O mundo chegou a um ponto de inflexão na relação da humanidade com a inteligência artificial (IA), que está se tornando cada vez mais parecida conosco, seres humanos. Em algumas profissões, a velocidade de adoção de chatbots e outros robôs que automatizam funções exercidas por pessoas está aumentando. Com a substituição em massa de humanos por máquinas, é preciso que se inicie um debate sobre a tributação de bots – ou será tarde demais. É isso o que pensa a advogada especialista em direito digital Patricia Peck.

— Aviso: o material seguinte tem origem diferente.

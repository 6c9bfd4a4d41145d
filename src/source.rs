use std::io::Read;

use crate::error::{Error, Result};

/// Yields raw email cells one at a time.
///
/// `Ok(None)` signals the end of the input; errors are terminal for the caller.
pub trait EmailSource {
    fn read_email(&mut self) -> Result<Option<String>>;
}

impl<S: EmailSource + ?Sized> EmailSource for &mut S {
    fn read_email(&mut self) -> Result<Option<String>> {
        (**self).read_email()
    }
}

impl<S: EmailSource + ?Sized> EmailSource for Box<S> {
    fn read_email(&mut self) -> Result<Option<String>> {
        (**self).read_email()
    }
}

/// Reads the email column out of a CSV stream, one record per call.
///
/// Records are kept as raw bytes; only the email cell is decoded, so stray
/// non-UTF-8 bytes elsewhere in a row never abort the read.
pub struct CsvEmailSource<R> {
    reader: csv::Reader<R>,
    record: csv::ByteRecord,
    email_column: usize,
}

impl<R: Read> CsvEmailSource<R> {
    /// Consumes the header row and locates `column` in it.
    ///
    /// If the header repeats the column name, the last occurrence is used.
    pub fn new(reader: R, column: &str) -> Result<Self> {
        // Header is read by hand so the reader keeps enforcing its field count
        // on every following record.
        let mut reader = csv::ReaderBuilder::new()
            .has_headers(false)
            .from_reader(reader);

        let mut header = csv::ByteRecord::new();
        if !reader.read_byte_record(&mut header)? {
            return Err(Error::EndOfInput);
        }

        let email_column = header
            .iter()
            .enumerate()
            .filter(|(_, field)| *field == column.as_bytes())
            .map(|(index, _)| index)
            .last()
            .ok_or_else(|| Error::ColumnNotFound(column.to_string()))?;

        Ok(Self {
            reader,
            record: csv::ByteRecord::new(),
            email_column,
        })
    }

    pub fn email_column(&self) -> usize {
        self.email_column
    }
}

impl<R: Read> EmailSource for CsvEmailSource<R> {
    fn read_email(&mut self) -> Result<Option<String>> {
        if !self.reader.read_byte_record(&mut self.record)? {
            return Ok(None);
        }
        // Field count is checked against the header by the reader. A cell that
        // is not UTF-8 comes back with replacement chars and fails validation.
        Ok(self
            .record
            .get(self.email_column)
            .map(|cell| String::from_utf8_lossy(cell).into_owned()))
    }
}

/// In-memory source, mostly useful for tests.
#[derive(Debug, Default)]
pub struct MemoryEmailSource {
    emails: std::vec::IntoIter<String>,
}

impl MemoryEmailSource {
    pub fn new<I, S>(emails: I) -> Self
    where
        I: IntoIterator<Item = S>,
        S: Into<String>,
    {
        Self {
            emails: emails
                .into_iter()
                .map(Into::into)
                .collect::<Vec<_>>()
                .into_iter(),
        }
    }
}

impl EmailSource for MemoryEmailSource {
    fn read_email(&mut self) -> Result<Option<String>> {
        Ok(self.emails.next())
    }
}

“Não vai ter muito como fugir. Ou seja, é mais uma questão de pensar em como fazer do que dizer que não vai chegar esse momento. Como tributar a tecnologia de uma maneira que não iniba a inovação nem a produtividade?”, questiona.

Patrícia Peck

A advogada Patrícia Peck. Foto: divulgação

A IA atingiu um patamar nunca antes visto. A popularização do ChatGPT, da OpenAI, evidenciou o fato de que a tecnologia se tornou capaz de atividades que há alguns anos julgaríamos complexas demais, como escrever um artigo científico ou defender um réu no tribunal. Além disso, a explosão da inteligência artificial mostra que a tecnologia está se barateando, podendo ser adotada em áreas que não tinham capital para isso, até por empresas pequenas.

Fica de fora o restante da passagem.